[Exercise inputs Boundary: Start]

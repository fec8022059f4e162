//! # CLI Module
//!
//! Command implementations behind the `qobuzcli` binary. Each command builds
//! what it needs (API client, cache-aware catalog, node tree) from the
//! environment, runs the library operation and reports the result with the
//! crate's terminal macros.
//!
//! ```text
//! CLI Layer (commands, spinner, tables)
//!     ↓
//! Traversal / Qobuz mutations
//!     ↓
//! Catalog (response cache)
//!     ↓
//! Qobuz JSON API
//! ```
//!
//! ## Usage Patterns
//!
//! ```bash
//! qobuzcli login                                   # store a session
//! qobuzcli browse                                  # featured new releases
//! qobuzcli browse album --nid 0060254735180        # tracks of an album
//! qobuzcli browse favorites --include track --depth -1
//! qobuzcli playlist add --from "plugin://plugin.audio.qobuz/?nt=album&nid=..."
//! qobuzcli cache clean --max-age 86400
//! ```
//!
//! Failures that end a command are reported with `error!`, which exits the
//! process; recoverable ones are reported with `warning!`.

mod auth;
mod browse;
mod cache;
mod favorites;
mod playlist;

pub use auth::login;
pub use browse::StartNode;
pub use browse::browse;
pub use cache::{cache_clean, cache_clear, cache_info};
pub use favorites::{favorites_add, favorites_remove};
pub use playlist::{
    playlist_add, playlist_create, playlist_current, playlist_delete, playlist_rename,
};

use crate::{
    catalog::Catalog,
    error,
    management::SessionManager,
    qobuz::QobuzClient,
    traversal::CancelToken,
};

/// Catalog over the Qobuz API, authenticated with the stored session when
/// there is one.
async fn open_catalog(require_session: bool) -> Catalog<QobuzClient> {
    let session = match SessionManager::load().await {
        Ok(manager) => Some(manager),
        Err(e) if require_session => error!("{}", e),
        Err(_) => None,
    };

    let client = QobuzClient::from_env()
        .with_user_auth_token(session.as_ref().map(|s| s.user_auth_token().to_string()));
    Catalog::from_env(client, session.map(|s| s.user_id().to_string()))
}

/// Cancellation token raised by Ctrl-C.
fn cancel_on_ctrl_c() -> CancelToken {
    let token = CancelToken::new();
    let handle = token.clone();
    tokio::spawn(async move {
        if tokio::signal::ctrl_c().await.is_ok() {
            handle.cancel();
        }
    });
    token
}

[Exercise inputs Boundary: End]

* Directions for this task:
Working from the entries above, return all lines that contain "QobuzClient".

* Answer section:
    qobuz::QobuzClient,
async fn open_catalog(require_session: bool) -> Catalog<QobuzClient> {
    let client = QobuzClient::from_env()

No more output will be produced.